● Exercise requirements
Copy out all lines bearing the word "derive" from the listing below.

● Supplied records
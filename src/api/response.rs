use axum::{
    http::{header::LOCATION, HeaderValue, StatusCode},
    response::{IntoResponse, Json, Response},
};
use serde::Serialize;

/// `{ "message": ... }` body used by the greeting and create responses.
#[derive(Debug, Serialize)]
pub struct Message {
    pub message: &'static str,
}

/// 201 Created with a `Location` header and a message body.
#[derive(Debug)]
pub struct Created {
    location: String,
    message: &'static str,
}

impl Created {
    pub fn at(location: impl Into<String>, message: &'static str) -> Self {
        Self {
            location: location.into(),
            message,
        }
    }
}

impl IntoResponse for Created {
    fn into_response(self) -> Response {
        let mut response = (StatusCode::CREATED, Json(Message { message: self.message })).into_response();
        match HeaderValue::from_str(&self.location) {
            Ok(value) => {
                response.headers_mut().insert(LOCATION, value);
            }
            Err(e) => tracing::error!("Invalid Location header {:?}: {}", self.location, e),
        }
        response
    }
}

● Your response
#[derive(Debug, Serialize)]
#[derive(Debug)]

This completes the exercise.